Before I go further, you must be wondering what I’m talking about. I’m thinking about education, where grades are the only thing that matters, where students are expected to focus on grades despite having to fulfill other requirements such as CCAs, including sports, student activities, leadership activities, etc. All these while trumpeting that different students have different strengths and then consigning a future michelin-starred chef to the E-bucket and having him sent to vocational school.

Our system ties up and stifles talents, force everyone to be denominated and priced using just one attribute of their capability: intellect/academics (or test-taking). And so if you want to improve the system, do you still force everyone to produce more and better grades?

Everybody and nobody, everywhere and nowhere

When you try to please everyone, very often, you end up doing and producing things that would make nobody happy. When you try to be everywhere, as I’ve seen some of my college coursemates who tried to attend multiple parties and networking sessions on the same evening, they end up nowhere.

Fearing that you miss out inevitably means you miss out on everything because you’re not even at where you’re physically present, which is just about the only joy you really can have.

We are not capable of pleasing everyone, nor designed to be everyone, or to be everywhere. Let us enjoy these things that constrain us rather than putting our emotional selves intensely at odds with them.

Time is an ingredient

We envision an end point and we want to be there already. We think of time as a barrier. The fact that parts of the steps take time annoys us. We rather it takes less time as though it is better when it is faster.

And then on the other hand, we acknowledge that timing is everything, when to strike a ball, jump to defend one, meet your potential spouse, ask for a promotion and all. Time is an input, not just the passage of time but point along time.

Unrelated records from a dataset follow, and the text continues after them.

impl BrokerConsumerPool {
    pub fn new(source: Arc<dyn TelemetrySource>, config: PoolConfig) -> Arc<Self> {
        let (state, _) = watch::channel(ConnectionState::Disconnected);
        Arc::new_cyclic(|me| Self {
            me: me.clone(),
            source,
            decoder: TelemetryDecoder::new(config.topics.clone()),
            topics: config.topics,
            registry: ClientRegistry::new(),
            cache: Mutex::new(RecencyCache::new(
                config.max_alerts,
                config.max_vehicle_age,
            )),
            policy: Mutex::new(config.reconnect),
            state,
            idle: IdleShutdown::new(config.idle_shutdown),
            cycle: Mutex::new(None),
            sweep_interval: config.sweep_interval,
            shutdown: CancellationToken::new(),
        })
    }

    pub fn topics(&self) -> &Topics {
        &self.topics
    }

    pub fn state(&self) -> ConnectionState {
        *self.state.borrow()
    }

    /// Watch state transitions.
    pub fn subscribe_state(&self) -> watch::Receiver<ConnectionState> {
        self.state.subscribe()
    }

    pub fn client_count(&self) -> usize {
        self.registry.len()
    }

    pub fn has_client(&self, client_id: &str) -> bool {
        self.registry.contains(client_id)
    }

    pub fn is_idle_armed(&self) -> bool {
        self.idle.is_armed()
    }

    fn set_state(&self, next: ConnectionState) {
        let prev = self.state.send_replace(next);
        if prev != next {
            debug!(from = ?prev, to = ?next, "upstream state changed");
        }
    }

    /// Registers a streaming client and makes sure the upstream is live.
    ///
    /// The client gets its `connected` ack followed by the latest record of
    /// cached vehicles when it wants telemetry. Refused once the pool has
    /// been shut down.
    pub fn register(&self, client: StreamClient) -> Result<usize, PoolError> {
        if self.shutdown.is_cancelled() {
            debug!(client_id = %client.id, "refusing client, pool is shut down");
            return Err(PoolError::ShutDown);
        }
        self.idle.cancel();

        let replay: Vec<StreamEvent> = if client.is_interested(&self.topics.telemetry) {
            lock(&self.cache)
                .vehicles()
                .cloned()
                .map(StreamEvent::Telemetry)
                .collect()
        } else {
            Vec::new()
        };

        let id = client.id.clone();
        match self.registry.register_with(client, replay) {
            Ok(_) if self.shutdown.is_cancelled() => {
                self.registry.remove(&id);
                Err(PoolError::ShutDown)
            }
            Ok(count) => {
                info!(client_id = %id, clients = count, "client connected");
                self.ensure_connected();
                Ok(count)
            }
            Err(e) => {
                if self.registry.is_empty() {
                    self.arm_idle();
                }
                Err(e.into())
            }
        }
    }

    /// Removes a client; idempotent. Arms the idle timer when it was the last.
    pub fn remove(&self, client_id: &str) -> Option<usize> {
        let remaining = self.registry.remove(client_id);
        if let Some(remaining) = remaining {
            info!(client_id = %client_id, clients = remaining, "client disconnected");
            if remaining == 0 {
                self.arm_idle();
            }
        }
        remaining
    }

    pub fn subscribe(&self, client_id: &str, topic: &str) -> bool {
        self.topics.kind(topic).is_some() && self.registry.subscribe(client_id, topic)
    }

    pub fn unsubscribe(&self, client_id: &str, topic: &str) -> bool {
        self.registry.unsubscribe(client_id, topic)
    }

    fn arm_idle(&self) {
        let pool = self.me.clone();
        self.idle.arm(move || {
            let Some(pool) = pool.upgrade() else {
                return;
            };
            if pool.registry.is_empty() {
                info!("no clients left, releasing upstream consumer");
                tokio::spawn(async move { pool.disconnect().await });
            }
        });
    }

    /// Starts a connect cycle unless one is already running.
    ///
    /// A pool in `Failed` restarts from attempt zero.
    pub fn ensure_connected(&self) {
        if self.shutdown.is_cancelled() {
            return;
        }
        let mut cycle = lock(&self.cycle);
        if !matches!(
            self.state(),
            ConnectionState::Disconnected | ConnectionState::Failed
        ) {
            return;
        }
        let Some(pool) = self.me.upgrade() else {
            return;
        };

        if let Some(previous) = cycle.take() {
            previous.token.cancel();
        }
        lock(&self.policy).reset();
        self.set_state(ConnectionState::Connecting);

        let token = self.shutdown.child_token();
        let handle = tokio::spawn(pool.run_connection(token.clone()));
        *cycle = Some(Cycle { token, handle });
    }

    /// Stops the connect cycle and releases the upstream.
    ///
    /// Clients that registered while the cycle was being torn down start a
    /// fresh one.
    pub async fn disconnect(&self) {
        let cycle = lock(&self.cycle).take();
        if let Some(cycle) = cycle {
            cycle.token.cancel();
            if let Err(e) = cycle.handle.await {
                error!(error = %e, "consumer task failed");
            }
        }
        self.set_state(ConnectionState::Disconnected);
        info!(source = self.source.name(), "upstream consumer disconnected");

        if !self.registry.is_empty() {
            self.ensure_connected();
        }
    }

    /// Stops every task, drops all clients and disconnects.
    pub async fn shutdown(&self) {
        self.shutdown.cancel();
        self.idle.cancel();
        self.registry.clear();
        self.disconnect().await;
    }

    async fn open(&self) -> Result<MessageStream, SourceError> {
        self.source.connect().await?;
        let subscribed = self.source.subscribe(&self.topics.all()).await;
        let stream = match subscribed {
            Ok(()) => self.source.consume().await,
            Err(e) => Err(e),
        };
        if stream.is_err() {
            self.source.disconnect().await;
        }
        stream
    }

    async fn run_connection(self: Arc<Self>, token: CancellationToken) {
        loop {
            let opened = tokio::select! {
                biased;
                _ = token.cancelled() => None,
                opened = self.open() => Some(opened),
            };
            let Some(opened) = opened else {
                self.source.disconnect().await;
                return;
            };

            match opened {
                Ok(stream) => {
                    lock(&self.policy).reset();
                    self.set_state(ConnectionState::Connected);
                    info!(
                        source = self.source.name(),
                        topics = ?self.topics.all(),
                        "upstream consumer connected"
                    );

                    match self.consume(stream, &token).await {
                        Exit::Cancelled => {
                            self.source.disconnect().await;
                            return;
                        }
                        Exit::Lost(reason) => {
                            warn!(reason = %reason, "upstream connection lost");
                            self.source.disconnect().await;
                            if !self.retry_after_loss() {
                                return;
                            }
                        }
                    }
                }
                Err(e) => {
                    let delay = {
                        let mut policy = lock(&self.policy);
                        if policy.exhausted() {
                            None
                        } else {
                            Some((policy.next_delay(), policy.attempts()))
                        }
                    };

                    let Some((delay, attempt)) = delay else {
                        self.fail();
                        return;
                    };

                    self.set_state(ConnectionState::BackingOff);
                    warn!(
                        error = %e,
                        attempt,
                        delay_ms = delay.as_millis() as u64,
                        "upstream connect failed, backing off"
                    );

                    tokio::select! {
                        biased;
                        _ = token.cancelled() => return,
                        _ = tokio::time::sleep(delay) => {}
                    }
                    self.set_state(ConnectionState::Connecting);
                }
            }
        }
    }

    /// After an upstream loss: reconnect if anyone is listening.
    fn retry_after_loss(&self) -> bool {
        let _cycle = lock(&self.cycle);
        if self.registry.is_empty() {
            self.set_state(ConnectionState::Disconnected);
            false
        } else {
            self.set_state(ConnectionState::Connecting);
            true
        }
    }

    fn fail(&self) {
        let attempts = lock(&self.policy).attempts();
        let err = PoolError::ReconnectExhausted { attempts };
        {
            let _cycle = lock(&self.cycle);
            self.set_state(ConnectionState::Failed);
        }
        error!(attempts, "upstream unreachable, giving up until the next client");

        let report = self.registry.notify_all(&StreamEvent::Error {
            error: err.to_string(),
        });
        self.after_broadcast(&report);
    }

    async fn consume(&self, mut stream: MessageStream, token: &CancellationToken) -> Exit {
        loop {
            tokio::select! {
                biased;
                _ = token.cancelled() => return Exit::Cancelled,
                next = stream.next() => match next {
                    Some(Ok(message)) => {
                        self.dispatch(&message);
                    }
                    Some(Err(SourceError::ConnectionLost(reason))) => return Exit::Lost(reason),
                    Some(Err(e)) => warn!(error = %e, "consume error, continuing"),
                    None => return Exit::Lost("message stream ended".to_string()),
                },
            }
        }
    }

    /// Decodes one upstream message, updates the cache and fans it out.
    pub(crate) fn dispatch(&self, message: &BrokerMessage) -> Option<BroadcastReport> {
        let report = match self.decoder.decode(&message.topic, &message.payload) {
            Decoded::Record(record) => {
                lock(&self.cache).upsert_vehicle(record.clone());
                self.registry
                    .broadcast(&message.topic, &StreamEvent::Telemetry(record))
            }
            Decoded::Passthrough(alert) => {
                let raw = alert.raw.clone();
                lock(&self.cache).push_alert(alert);
                self.registry.broadcast(&message.topic, &StreamEvent::Alert(raw))
            }
            Decoded::Incomplete { vin } => {
                debug!(vin = %vin, "dropping batch without a position fix");
                return None;
            }
            Decoded::Unrouted { topic } => {
                debug!(topic = %topic, "ignoring message on unrouted topic");
                return None;
            }
            Decoded::Error(e) => {
                warn!(topic = %message.topic, error = %e, "skipping undecodable message");
                return None;
            }
        };

        self.after_broadcast(&report);
        Some(report)
    }

    fn after_broadcast(&self, report: &BroadcastReport) {
        if !report.evicted.is_empty() {
            debug!(
                evicted = report.evicted.len(),
                remaining = report.remaining,
                "evicted unresponsive clients"
            );
            if report.remaining == 0 {
                self.arm_idle();
            }
        }
    }

    /// Evicts stale vehicles now. Returns how many were removed.
    pub fn sweep(&self) -> usize {
        lock(&self.cache).sweep()
    }

    /// Runs [`sweep`](Self::sweep) every sweep interval until shutdown.
    pub fn spawn_sweeper(&self) -> JoinHandle<()> {
        let pool = self.me.clone();
        let token = self.shutdown.clone();
        let period = self.sweep_interval;

        tokio::spawn(async move {
            let mut ticker = tokio::time::interval(period);
            ticker.set_missed_tick_behavior(MissedTickBehavior::Skip);
            ticker.tick().await;

            loop {
                tokio::select! {
                    _ = token.cancelled() => break,
                    _ = ticker.tick() => {
                        let Some(pool) = pool.upgrade() else { break };
                        let removed = pool.sweep();
                        if removed > 0 {
                            debug!(removed, "swept stale vehicles");
                        }
                    }
                }
            }
        })
    }

    pub fn summary(&self) -> FleetSummary {
        let snapshot = lock(&self.cache).snapshot();
        FleetSummary {
            active_vehicles: snapshot.active_vehicles,
            avg_speed: snapshot.avg_speed,
            critical_alerts: snapshot.critical_alerts,
            clients: self.registry.len(),
            upstream: self.state(),
            recent_alerts: snapshot
                .recent_alerts
                .iter()
                .map(|a| {
                    serde_json::from_str(&a.raw)
                        .unwrap_or_else(|_| serde_json::Value::String(a.raw.to_string()))
                })
                .collect(),
        }
    }
}
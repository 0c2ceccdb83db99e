//! The fan-out core.
//!
//! [`BrokerConsumerPool`] owns the one upstream consumer and the recency
//! cache; [`ClientRegistry`] tracks streaming clients and broadcasts to them;
//! [`ReconnectPolicy`] and [`IdleShutdown`] drive the upstream lifecycle.

pub mod idle;
pub mod message;
pub mod pool;
pub mod reconnect;
pub mod registry;
pub mod topic;

pub use idle::IdleShutdown;
pub use message::{BrokerMessage, StreamEvent};
pub use pool::{BrokerConsumerPool, ConnectionState, FleetSummary, PoolConfig};
pub use reconnect::ReconnectPolicy;
pub use registry::{BroadcastReport, ClientRegistry};
pub use topic::{TopicKind, Topics};
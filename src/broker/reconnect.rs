use std::time::Duration;

use crate::config::ReconnectSettings;

/// Bounded exponential backoff for upstream reconnects.
///
/// Delays double from `base_delay` and are capped at `max_delay`. Once
/// `max_attempts` delays have been handed out the policy is exhausted until
/// [`reset`](Self::reset).
#[derive(Debug, Clone)]
pub struct ReconnectPolicy {
    attempts: u32,
    max_attempts: u32,
    base_delay: Duration,
    max_delay: Duration,
}

impl ReconnectPolicy {
    pub fn new(max_attempts: u32, base_delay: Duration, max_delay: Duration) -> Self {
        Self {
            attempts: 0,
            max_attempts,
            base_delay,
            max_delay,
        }
    }

    /// Delay before the next attempt. Counts the attempt.
    pub fn next_delay(&mut self) -> Duration {
        let factor = 2u32.checked_pow(self.attempts).unwrap_or(u32::MAX);
        let delay = self
            .base_delay
            .checked_mul(factor)
            .unwrap_or(self.max_delay)
            .min(self.max_delay);
        self.attempts = self.attempts.saturating_add(1);
        delay
    }

    pub fn reset(&mut self) {
        self.attempts = 0;
    }

    pub fn exhausted(&self) -> bool {
        self.attempts >= self.max_attempts
    }

    pub fn attempts(&self) -> u32 {
        self.attempts
    }

    pub fn max_attempts(&self) -> u32 {
        self.max_attempts
    }
}

impl Default for ReconnectPolicy {
    fn default() -> Self {
        Self::new(5, Duration::from_secs(1), Duration::from_secs(30))
    }
}

impl From<&ReconnectSettings> for ReconnectPolicy {
    fn from(settings: &ReconnectSettings) -> Self {
        Self::new(
            settings.max_attempts,
            Duration::from_millis(settings.base_delay_ms),
            Duration::from_millis(settings.max_delay_ms),
        )
    }
}
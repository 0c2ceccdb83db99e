use std::collections::VecDeque;
use std::sync::{Mutex, MutexGuard, PoisonError};
use std::time::Duration;

use async_trait::async_trait;
use futures::{StreamExt, stream};
use rand::rngs::StdRng;
use rand::{Rng, SeedableRng};
use tokio::time::{Interval, MissedTickBehavior};
use tracing::info;

use super::{MessageStream, TelemetrySource};
use crate::broker::message::BrokerMessage;
use crate::telemetry::batch::sensors;
use crate::telemetry::decoder::{batch, encode_batch};
use crate::telemetry::{AlertKind, AlertRecord};
use crate::utils::error::SourceError;

/// Waypoints across San Francisco, `(lat, lon)`.
const ROUTES: [[(f64, f64); 5]; 3] = [
    [
        (37.8199, -122.4783),
        (37.8086, -122.4752),
        (37.8024, -122.4485),
        (37.7952, -122.4029),
        (37.7879, -122.4075),
    ],
    [
        (37.7983, -122.3778),
        (37.7885, -122.3927),
        (37.7842, -122.4070),
        (37.7793, -122.4192),
        (37.7749, -122.4194),
    ],
    [
        (37.7544, -122.4477),
        (37.7600, -122.4350),
        (37.7645, -122.4250),
        (37.7650, -122.4150),
        (37.7600, -122.4100),
    ],
];

const MAX_SPEED: f64 = 120.0;
const MIN_BATTERY_TEMP: f64 = 20.0;
const WARNING_BATTERY_TEMP: f64 = 50.0;
const CRITICAL_BATTERY_TEMP: f64 = 58.0;
const MAX_BATTERY_TEMP: f64 = 65.0;
const MIN_TIRE_PRESSURE: f64 = 28.0;
const MAX_TIRE_PRESSURE: f64 = 38.0;
const LEG_STEP: f64 = 0.005;
const ANOMALY_CHANCE: f64 = 0.01;

#[derive(Debug)]
struct SimVehicle {
    id: usize,
    vin: String,
    route: usize,
    leg: usize,
    progress: f64,
    anomaly_ticks: u32,
    overheating: bool,
}

impl SimVehicle {
    fn new(id: usize, rng: &mut StdRng) -> Self {
        let route = rng.random_range(0..ROUTES.len());
        Self {
            id,
            vin: format!("RVN{id:09}"),
            route,
            leg: rng.random_range(0..ROUTES[route].len() - 1),
            progress: rng.random::<f64>(),
            anomaly_ticks: 0,
            overheating: false,
        }
    }

    fn position(&self) -> (f64, f64) {
        let route = &ROUTES[self.route];
        let (lat0, lon0) = route[self.leg];
        let (lat1, lon1) = route[self.leg + 1];
        (
            lat0 + (lat1 - lat0) * self.progress,
            lon0 + (lon1 - lon0) * self.progress,
        )
    }

    fn advance(&mut self) {
        self.progress += LEG_STEP;
        if self.progress >= 1.0 {
            self.progress = 0.0;
            self.leg += 1;
            if self.leg >= ROUTES[self.route].len() - 1 {
                self.leg = 0;
            }
        }
    }

    fn battery_temp(&mut self, rng: &mut StdRng) -> f64 {
        if self.anomaly_ticks == 0 && rng.random_bool(ANOMALY_CHANCE) {
            self.anomaly_ticks = rng.random_range(50..100);
        }
        if self.anomaly_ticks > 0 {
            self.anomaly_ticks -= 1;
            return CRITICAL_BATTERY_TEMP + rng.random::<f64>() * 10.0;
        }
        if self.id % 10 == 0 {
            rng.random_range(CRITICAL_BATTERY_TEMP..MAX_BATTERY_TEMP)
        } else {
            rng.random_range(MIN_BATTERY_TEMP..WARNING_BATTERY_TEMP)
        }
    }
}

struct Fleet {
    rng: StdRng,
    vehicles: Vec<SimVehicle>,
    ticker: Interval,
    pending: VecDeque<BrokerMessage>,
    telemetry_topic: String,
    alert_topic: String,
}

impl Fleet {
    fn step(&mut self) {
        let now = chrono::Utc::now().timestamp_millis();

        for vehicle in &mut self.vehicles {
            let (lat, lon) = vehicle.position();
            vehicle.advance();
            let speed = self.rng.random::<f64>() * MAX_SPEED;
            let temp = vehicle.battery_temp(&mut self.rng);
            let pressure = self.rng.random_range(MIN_TIRE_PRESSURE..MAX_TIRE_PRESSURE);

            let b = batch(
                vehicle.vin.clone(),
                now,
                [
                    (sensors::SPEED, speed),
                    (sensors::BATTERY_TEMP, temp),
                    (sensors::TIRE_PRESSURE, pressure),
                    (sensors::LATITUDE, lat),
                    (sensors::LONGITUDE, lon),
                ],
            );
            self.pending
                .push_back(BrokerMessage::new(&self.telemetry_topic, encode_batch(&b)));

            let overheating = temp > CRITICAL_BATTERY_TEMP;
            if overheating != vehicle.overheating {
                vehicle.overheating = overheating;
                let (kind, message) = if overheating {
                    (AlertKind::Critical, "Battery Overheat Detected")
                } else {
                    (AlertKind::Resolved, "Battery Temperature Normal")
                };
                let alert = AlertRecord {
                    vehicle_id: vehicle.vin.clone(),
                    kind,
                    message: message.to_string(),
                    value: temp,
                    timestamp: now,
                };
                if let Ok(json) = serde_json::to_vec(&alert) {
                    self.pending
                        .push_back(BrokerMessage::new(&self.alert_topic, json));
                }
            }
        }
    }
}

#[derive(Debug, Default)]
struct Session {
    connected: bool,
    topics: Vec<String>,
}

/// Synthetic fleet driving fixed routes, encoded exactly like the broker feed.
#[derive(Debug)]
pub struct DemoSource {
    vehicles: usize,
    tick: Duration,
    seed: Option<u64>,
    session: Mutex<Session>,
}

impl DemoSource {
    pub fn new(vehicles: usize, tick: Duration) -> Self {
        Self {
            vehicles,
            tick,
            seed: None,
            session: Mutex::new(Session::default()),
        }
    }

    /// Fixes the random seed for reproducible runs.
    pub fn with_seed(mut self, seed: u64) -> Self {
        self.seed = Some(seed);
        self
    }

    fn lock(&self) -> MutexGuard<'_, Session> {
        self.session.lock().unwrap_or_else(PoisonError::into_inner)
    }
}

impl Default for DemoSource {
    fn default() -> Self {
        Self::new(10, Duration::from_millis(500))
    }
}

#[async_trait]
impl TelemetrySource for DemoSource {
    fn name(&self) -> &'static str {
        "demo"
    }

    async fn connect(&self) -> Result<(), SourceError> {
        self.lock().connected = true;
        info!(vehicles = self.vehicles, "demo fleet started");
        Ok(())
    }

    async fn subscribe(&self, topics: &[String]) -> Result<(), SourceError> {
        let mut session = self.lock();
        if !session.connected {
            return Err(SourceError::NotConnected);
        }
        if topics.len() < 2 {
            return Err(SourceError::Subscribe(
                "demo source needs a telemetry and an alert topic".to_string(),
            ));
        }
        session.topics = topics.to_vec();
        Ok(())
    }

    async fn consume(&self) -> Result<MessageStream, SourceError> {
        let (telemetry_topic, alert_topic) = {
            let session = self.lock();
            match (session.connected, session.topics.as_slice()) {
                (true, [telemetry, alert, ..]) => (telemetry.clone(), alert.clone()),
                _ => return Err(SourceError::NotConnected),
            }
        };

        let mut rng = match self.seed {
            Some(seed) => StdRng::seed_from_u64(seed),
            None => StdRng::from_os_rng(),
        };
        let vehicles = (1..=self.vehicles)
            .map(|id| SimVehicle::new(id, &mut rng))
            .collect();
        let mut ticker = tokio::time::interval(self.tick);
        ticker.set_missed_tick_behavior(MissedTickBehavior::Skip);

        let fleet = Fleet {
            rng,
            vehicles,
            ticker,
            pending: VecDeque::new(),
            telemetry_topic,
            alert_topic,
        };

        let messages = stream::unfold(fleet, |mut fleet| async move {
            loop {
                if let Some(msg) = fleet.pending.pop_front() {
                    return Some((Ok(msg), fleet));
                }
                fleet.ticker.tick().await;
                fleet.step();
            }
        });

        Ok(messages.boxed())
    }

    async fn disconnect(&self) {
        let mut session = self.lock();
        session.connected = false;
        session.topics.clear();
        info!("demo fleet stopped");
    }
}
//! The `transport` module pushes fan-out events to streaming clients.
//!
//! Two flavours share the same consumer pool: server-sent events over HTTP
//! (with the summary and health routes alongside) and a WebSocket variant
//! whose clients can change their topic interest on the fly.

mod guard;
pub mod message;
pub mod sse;
pub mod websocket;

pub use sse::{AppState, build_router, start_http_server};
pub use websocket::{WsOptions, start_websocket_server};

So let us reconcile our views on time. Where things are taking time, let us recognise it is an ingredient that enriches and enables the outcome we are trying to move towards.

Beyond the edge of your circle

There are areas of our ignorance we are aware of, but there are also vast spaces of our ignorance we are unaware of. This area is perhaps where we would exhibit the Dunning–Kruger effect. It is really important for us to know and understand our circle of competence, and to create boundaries and rules for ourselves to navigate within, and beyond this circle.

Think of it as comparing a person who lives in a town for many years and know his way around it by his senses and strong local knowledge, against an out-of-towner who had got hold of a map and managed to navigate successfully to a few places of interest. The guy who is new in town tend to overestimate his understanding of the place and might make overly risky decisions or commitments as a result (eg. showing friends around, or bragging loudly about his knowledge of the best local foods).

One of the critical skills that we need to acquire especially as we are new to a space, and trying to grow ourselves, is to be able to develop not only the self-awareness but the toolkit to navigate a new space when one runs the risk of getting into the Dunning-Kruger effect. In fact, even as kids, we should already be conscious about what is happening and how we can deal with such struggles.